Our relentless determination to bring value to the MSP community requires adapting to fast changing technology needs through focused product innovation. With our approximately 25,000 MSPs ranging in size from sole proprietors to global publicly traded technology service providers, we believe we have a unique line of sight into the dynamic market landscape and I want to discuss three prominent trends influencing our product development, focus, and strategy. First, consolidation and modernization. Second, the movement up market. And third, increasing security standards. First, we see technology consolidation in modernization driving customer behavior. In an uncertain economic environment MSPs have an eye on operational efficiency and solutions with proven ROI.
Our integrated platform and leading technology solutions align with MSP needs helping to reduce tool straw and unlock their growth. We believe our text suite of top tier RMM, data protection, and security solutions coupled with our multi tentative platform and external integrations strongly positions us to satisfy MSPs desires to consolidate and modernize their tech stack. A second trend is MSPs going up market. Large enterprises face many of the same IT challenges as SMBs and are increasingly turning to MSPs to augment or run their IT or security operations. We believe this means a larger, addressable market for both MSPs and N-able. And our product and go to market investments aim to enable MSPs to realize this opportunity.

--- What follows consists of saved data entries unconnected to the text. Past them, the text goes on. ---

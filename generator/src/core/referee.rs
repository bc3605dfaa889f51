//! Referee checks: programmatic validation of a draft and interpretation
//! of the model's semantic review

use std::collections::HashSet;

use serde::Deserialize;
use serde_json::Value;
use shared::{
    DifficultyInput, DrillDiagram, FieldDimensions, GenerationRequest, SkillCategory, StepCoverage, ValidatedDrill,
};

use crate::core::parser;
use crate::error::ParseError;
use crate::types::RefereeIssue;

/// Fields every draft must carry, as the Writer names them
pub const REQUIRED_FIELDS: [&str; 10] = [
    "name",
    "description",
    "setup",
    "instructions",
    "diagram",
    "difficulty",
    "category",
    "targetSkills",
    "equipment",
    "estimatedDuration",
];

const MAX_NAME_CHARS: usize = 60;

/// Request-derived limits a draft is checked against
#[derive(Debug, Clone, PartialEq)]
pub struct RefereeContext {
    pub field: FieldDimensions,
    pub available_equipment: Vec<String>,
}

impl RefereeContext {
    pub fn from_request(request: &GenerationRequest) -> Self {
        Self {
            field: request.requirements.field_size.dimensions(),
            available_equipment: request.requirements.equipment.clone(),
        }
    }
}

/// Draft as the Writer is asked to emit it, with loose scalar types
#[derive(Debug, Deserialize)]
#[serde(rename_all = "camelCase")]
struct DraftShape {
    name: String,
    description: String,
    setup: String,
    category: String,
    difficulty: DifficultyInput,
    estimated_duration: i64,
    instructions: Vec<String>,
    equipment: Vec<String>,
    target_skills: Vec<String>,
    #[serde(default)]
    progressions: Vec<String>,
    #[serde(default)]
    coaching_points: Vec<String>,
    #[serde(default)]
    safety_notes: Option<String>,
    diagram: DrillDiagram,
}

/// Programmatic pass: schema, ranges, spatial bounds, equipment, path
/// endpoints and step coverage. Returns every issue found, not just the first.
pub fn check_draft(draft: &Value, context: &RefereeContext) -> Result<ValidatedDrill, Vec<RefereeIssue>> {
    let Some(object) = draft.as_object() else {
        return Err(vec![RefereeIssue::new("schema", "draft is not a JSON object", "Return a single JSON object")]);
    };

    let missing: Vec<RefereeIssue> = REQUIRED_FIELDS
        .iter()
        .filter(|field| !object.contains_key(**field))
        .map(|field| {
            RefereeIssue::new(
                "schema",
                format!("Missing required field: {field}"),
                format!("Add '{field}' to the response"),
            )
        })
        .collect();
    if !missing.is_empty() {
        return Err(missing);
    }

    let shape: DraftShape = serde_json::from_value(draft.clone()).map_err(|e| {
        vec![RefereeIssue::new(
            "schema",
            format!("Field has the wrong type: {e}"),
            "Match the documented field types",
        )]
    })?;

    let mut issues = Vec::new();

    let name = shape.name.trim();
    if name.is_empty() || name.chars().count() > MAX_NAME_CHARS {
        issues.push(RefereeIssue::new(
            "schema",
            format!("name must be 1 to {MAX_NAME_CHARS} characters"),
            "Use a short descriptive name",
        ));
    }

    let category = shape.category.parse::<SkillCategory>().ok();
    if category.is_none() {
        issues.push(RefereeIssue::new(
            "range",
            format!("Unknown category '{}'", shape.category),
            "Use technical, physical, tactical or recovery",
        ));
    }

    let difficulty = shape.difficulty.resolve();
    if difficulty.is_none() {
        issues.push(RefereeIssue::new("range", "difficulty is not a level from 1 to 5", "Set difficulty to 1-5"));
    }

    let duration = u32::try_from(shape.estimated_duration).ok().filter(|d| *d > 0);
    if duration.is_none() {
        issues.push(RefereeIssue::new(
            "range",
            format!("estimatedDuration {} is not a positive number of minutes", shape.estimated_duration),
            "Give the duration in whole minutes",
        ));
    }

    if shape.instructions.is_empty() {
        issues.push(RefereeIssue::new("schema", "instructions are empty", "List at least one instruction"));
    }

    issues.extend(check_spatial(&shape.diagram, context.field));
    issues.extend(check_equipment(&shape.equipment, &context.available_equipment));
    issues.extend(check_path_endpoints(&shape.diagram));
    issues.extend(check_step_coverage(shape.instructions.len(), &shape.diagram));

    match (issues.is_empty(), category, difficulty, duration) {
        (true, Some(category), Some(difficulty), Some(estimated_duration)) => Ok(ValidatedDrill {
            name: name.to_string(),
            description: shape.description,
            setup: shape.setup,
            category,
            difficulty,
            estimated_duration,
            instructions: shape.instructions,
            equipment: shape.equipment,
            target_skills: shape.target_skills,
            progressions: shape.progressions,
            coaching_points: shape.coaching_points,
            safety_notes: shape.safety_notes,
            diagram: shape.diagram,
        }),
        _ => Err(issues),
    }
}

fn check_spatial(diagram: &DrillDiagram, field: FieldDimensions) -> Vec<RefereeIssue> {
    let mut issues = Vec::new();
    if diagram.field != field {
        issues.push(RefereeIssue::new(
            "spatial",
            format!(
                "Diagram field {}x{} does not match the requested {}x{}",
                diagram.field.width, diagram.field.length, field.width, field.length
            ),
            format!("Set field to width {} and length {}", field.width, field.length),
        ));
    }
    for element in &diagram.elements {
        if !field.contains(element.x, element.y) {
            issues.push(RefereeIssue::new(
                "spatial",
                format!(
                    "Element '{}' at ({}, {}) is outside the {}x{} field",
                    element.label, element.x, element.y, field.width, field.length
                ),
                format!("Keep x within 0-{} and y within 0-{}", field.width, field.length),
            ));
        }
    }
    issues
}

fn check_equipment(used: &[String], available: &[String]) -> Option<RefereeIssue> {
    if available.is_empty() {
        return None;
    }
    let allowed: HashSet<String> = available.iter().map(|e| e.trim().to_lowercase()).collect();
    let extra: Vec<&str> = used
        .iter()
        .map(|e| e.trim())
        .filter(|e| !e.eq_ignore_ascii_case("none") && !allowed.contains(&e.to_lowercase()))
        .collect();

    (!extra.is_empty()).then(|| {
        RefereeIssue::new(
            "equipment",
            format!("Uses unavailable equipment: {}", extra.join(", ")),
            format!("Only use: {}", available.join(", ")),
        )
    })
}

fn check_path_endpoints(diagram: &DrillDiagram) -> Vec<RefereeIssue> {
    let labels: HashSet<&str> = diagram.elements.iter().map(|e| e.label.as_str()).collect();
    diagram
        .paths
        .iter()
        .flat_map(|path| [path.from.as_str(), path.to.as_str()])
        .filter(|label| !labels.contains(label))
        .collect::<std::collections::BTreeSet<_>>()
        .into_iter()
        .map(|label| {
            RefereeIssue::new(
                "diagram",
                format!("Path references unknown element '{label}'"),
                "Connect paths only between labelled elements",
            )
        })
        .collect()
}

fn check_step_coverage(instruction_count: usize, diagram: &DrillDiagram) -> Vec<RefereeIssue> {
    let coverage = StepCoverage::check(instruction_count, &diagram.paths);
    let mut issues = Vec::new();
    if !coverage.uncovered.is_empty() {
        issues.push(RefereeIssue::new(
            "steps",
            format!("Instruction step(s) {:?} have no movement path", coverage.uncovered),
            "Tag at least one path with each step number",
        ));
    }
    if !coverage.dangling.is_empty() {
        issues.push(RefereeIssue::new(
            "steps",
            format!("Path step(s) {:?} have no matching instruction", coverage.dangling),
            format!("Use step numbers 1 to {instruction_count}"),
        ));
    }
    issues
}

#[derive(Debug, Deserialize)]
struct ReviewShape {
    #[serde(default)]
    verdict: Option<String>,
    #[serde(default)]
    errors: Vec<RefereeIssue>,
}

/// Read the semantic review. An empty list means the draft was accepted.
///
/// A missing verdict is inferred from the error list; an `ERRORS` verdict
/// without errors still counts as a rejection.
pub fn interpret_review(review: Value) -> Result<Vec<RefereeIssue>, ParseError> {
    let shape: ReviewShape = parser::into_shape(review)?;

    match shape.verdict.as_deref().map(str::trim) {
        Some(v) if v.eq_ignore_ascii_case("valid") => Ok(Vec::new()),
        Some(v) if v.eq_ignore_ascii_case("errors") => {
            if shape.errors.is_empty() {
                Ok(vec![RefereeIssue::new("review", "Reviewer rejected the drill without detail", "")])
            } else {
                Ok(shape.errors)
            }
        }
        None => Ok(shape.errors),
        Some(other) => Err(ParseError::Shape {
            message: format!("unknown verdict '{other}'"),
        }),
    }
}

The scalability, automation and efficiency of our solutions appeal to upmarket focused MSPs and we continue to raise the bar to position N-able as a leader in this evolving market segment.
A great byproduct of the MSP up market trend is the capabilities we develop to help win MSPs win up market, also better position our teams to land mid-size in large IT departments directly. While our core focus is our MSP partners, we continue to pursue direct IT sales opportunistically and are seeing positive momentum in this part of our business. Now turning to our third trend, increasing security standards. The significant business impact of a successful cyberattack has long placed security as a top IT priority. In addition to MSPs buying security solutions to protect from MSPs assets [ph] they also face growing global compliance requirements that serve as a tailwind to security demand. Here the message is clear, security is shifting from an option to a requirement.

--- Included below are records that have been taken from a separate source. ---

//! Bounded retry with fixed backoff, applied at every model call site

use std::future::Future;
use std::time::Duration;

use shared::logging::ServiceId;
use shared::{service_debug, service_warn};
use tokio::time::sleep;

use crate::error::{GeneratorError, GeneratorResult};
use crate::types::Stage;

const SERVICE: ServiceId = ServiceId::Generator;

#[derive(Debug, Clone, Copy, PartialEq, Eq)]
pub struct RetryPolicy {
    max_attempts: u32,
    backoff: Duration,
}

impl Default for RetryPolicy {
    fn default() -> Self {
        Self::new(2, Duration::from_millis(500))
    }
}

impl RetryPolicy {
    /// `max_attempts` counts the first try; zero is treated as one
    pub fn new(max_attempts: u32, backoff: Duration) -> Self {
        Self {
            max_attempts: max_attempts.max(1),
            backoff,
        }
    }

    pub fn max_attempts(&self) -> u32 {
        self.max_attempts
    }

    pub fn backoff(&self) -> Duration {
        self.backoff
    }

    /// Run `operation` until it succeeds, fails permanently, or the attempt
    /// budget is spent.
    ///
    /// The closure receives the 1-based attempt number. Transient call and
    /// parse failures are retried; once the budget is gone they become
    /// [`GeneratorError::Pipeline`] naming `stage`. A model call that fails
    /// for a non-retryable reason (bad credentials, rejected request) ends
    /// the stage the same way without further attempts. Everything else is
    /// returned untouched.
    pub async fn execute<F, Fut, T>(&self, stage: Stage, mut operation: F) -> GeneratorResult<T>
    where
        F: FnMut(u32) -> Fut,
        Fut: Future<Output = GeneratorResult<T>>,
    {
        let mut attempt = 1;

        loop {
            match operation(attempt).await {
                Ok(value) => {
                    if attempt > 1 {
                        service_debug!(SERVICE, stage = %stage, attempt, "stage succeeded after retry");
                    }
                    return Ok(value);
                }
                Err(err) if err.is_retryable() && attempt < self.max_attempts => {
                    service_warn!(
                        SERVICE,
                        stage = %stage,
                        attempt,
                        backoff_ms = self.backoff.as_millis() as u64,
                        error = %err,
                        "attempt failed, retrying"
                    );
                    sleep(self.backoff).await;
                    attempt += 1;
                }
                Err(err @ (GeneratorError::TransientCall { .. } | GeneratorError::Parse { .. })) => {
                    service_warn!(SERVICE, stage = %stage, attempts = attempt, error = %err, "stage gave up");
                    return Err(GeneratorError::Pipeline {
                        stage,
                        attempts: attempt,
                        service_unavailable: err.indicates_outage(),
                    });
                }
                Err(err) => return Err(err),
            }
        }
    }
}

#[cfg(test)]
mod tests {
    use super::*;
    use crate::error::ParseError;
    use assert_matches::assert_matches;
    use shared::ApiFailure;
    use std::sync::atomic::{AtomicU32, Ordering};

    fn policy() -> RetryPolicy {
        RetryPolicy::new(2, Duration::from_millis(1))
    }

    #[tokio::test]
    async fn test_succeeds_on_second_attempt() {
        let calls = AtomicU32::new(0);
        let result = policy()
            .execute(Stage::Coach, |attempt| {
                calls.fetch_add(1, Ordering::SeqCst);
                async move {
                    if attempt == 1 {
                        Err(GeneratorError::Parse {
                            stage: Stage::Coach,
                            source: ParseError::NoObject,
                        })
                    } else {
                        Ok(attempt)
                    }
                }
            })
            .await;

        assert_eq!(result.unwrap(), 2);
        assert_eq!(calls.load(Ordering::SeqCst), 2);
    }

    #[tokio::test]
    async fn test_exhaustion_becomes_pipeline_error() {
        let calls = AtomicU32::new(0);
        let result: GeneratorResult<()> = policy()
            .execute(Stage::Scout, |_| {
                calls.fetch_add(1, Ordering::SeqCst);
                async {
                    Err(GeneratorError::TransientCall {
                        stage: Stage::Scout,
                        reason: ApiFailure::Timeout,
                    })
                }
            })
            .await;

        assert_matches!(
            result,
            Err(GeneratorError::Pipeline { stage: Stage::Scout, attempts: 2, service_unavailable: true })
        );
        assert_eq!(calls.load(Ordering::SeqCst), 2);
    }

    #[tokio::test]
    async fn test_permanent_call_failure_is_not_retried() {
        let calls = AtomicU32::new(0);
        let result: GeneratorResult<()> = policy()
            .execute(Stage::Writer, |_| {
                calls.fetch_add(1, Ordering::SeqCst);
                async {
                    Err(GeneratorError::TransientCall {
                        stage: Stage::Writer,
                        reason: ApiFailure::AuthenticationFailed,
                    })
                }
            })
            .await;

        assert_matches!(
            result,
            Err(GeneratorError::Pipeline { stage: Stage::Writer, attempts: 1, service_unavailable: false })
        );
        assert_eq!(calls.load(Ordering::SeqCst), 1);
    }

    #[tokio::test]
    async fn test_cancellation_passes_through() {
        let result: GeneratorResult<()> = policy()
            .execute(Stage::Referee, |_| async { Err(GeneratorError::Cancelled) })
            .await;
        assert_matches!(result, Err(GeneratorError::Cancelled));
    }
}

With our robust and recently expanded suite of security options spanning endpoint protection, mail protection, content filtering, and more we provide a layered security approach that is built to fulfill regulatory requirements and safeguard the modern digital enterprise. We made exciting progress in the last quarter to advance our product suite to capitalize on these trends and I want to share these updates and the encouraging market feedback we received. Starting with Cove, we have invested considerably in developing our technology to further Cove’s ability to scale into larger domains and help further Cove’s ability to scale into larger domains and help MSPs move up market. A third quarter deal involving the displacement of a known upmarket competitor and representing our largest initial Cove land ever at over 500,000 of ARR at scale speaks to our success here.

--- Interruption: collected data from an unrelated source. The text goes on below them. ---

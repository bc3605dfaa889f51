//! Generator service implementations

pub mod limiter;
pub mod openai_client;

#[cfg(test)]
pub mod tests;

pub use limiter::LimitedModelClient;
pub use openai_client::RealModelClient;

Another excellent example of Cove’s market traction comes from a recent MSP customer with 11 legacy data protection solutions. Understanding the risks and headaches of a multi-vendor approach, they decided to consolidate on Cove. The MSP thoroughly evaluated each product and specifically commented on Cove’s strong technical performance, intuitive technician-friendly interface, and ability to meet data sovereignty requirements with Cove data centers located worldwide. With sophisticated attacks often going beyond an organization’s core network, and now targeting data storage copies, the distinction between data protection and security is increasingly blurry. Modern data protection solutions can’t just restore data, they must keep data safe, and Cove was built with this in mind.
Because of our cloud-first approach, customers’ data copies are not exposed to a local network, which reduces the attack surface and gives our customers peace of mind. The market is responding to Cove’s innovation. Our 2023 new customer cohort is the best ever, and our Cove Microsoft 365 backup solution is now protecting over 1.8 million users growing at approximately 48% year-over-year. Cove is also receiving industry recognition and we are delighted to share that Canalys, a global technology research firm, recently named Cove a champion in their managed backup and recovery leadership matrix. On the RMM front, we remain laser focused on meeting MSPs where it’s messiest. We simplify the complexity of hybrid environments, users, and devices, going beyond the confines of traditional RMMs. This means delivering a modern, end-to-end, unified IT management platform.
We made significant progress on this vision in the third quarter. We released a refreshed user interface, unveiling a new asset inventory view, which comes on the heels of the analytics feature and enhanced Apple management capabilities we released earlier this year. These advancements give technicians deeper insight into their IT environment and enable them to manage their IT stacks better. This can translate to tangible business impact. Our powerful capabilities bolster MSP’s ability to go upmarket and service large organizations with disparate operating systems while realizing the benefit of consolidation. Our approach is resonating with customers and we are seeing steady demand in this segment. Turning to security, we continue to advance our security suite and are particularly excited about our entry into managed detection and response.
MDR is a unique marriage in the security industry, combining cutting edge technology with human oversight and expertise to give organizations advanced protection. This combination solves a deep pain point for our customers because threats are increasing, but organizations cannot manage those threats alone. Alert fatigue, staying ahead of the involving threat environment, and staffing challenges mean organizations need help. In a recent poll we conducted with thousands of our MSPs, they expressed a strong desire for MDR from N-able. Industry research firms also validate the MDR market, with Canalys recently stating that the cybersecurity services opportunity for partners will be larger than selling cybersecurity technology this year. MDR is much more than managed EDR, because MDR goes beyond the endpoint, providing broad security visibility and response across the customer’s entire IT ecosystem, including their users, cloud applications, and network.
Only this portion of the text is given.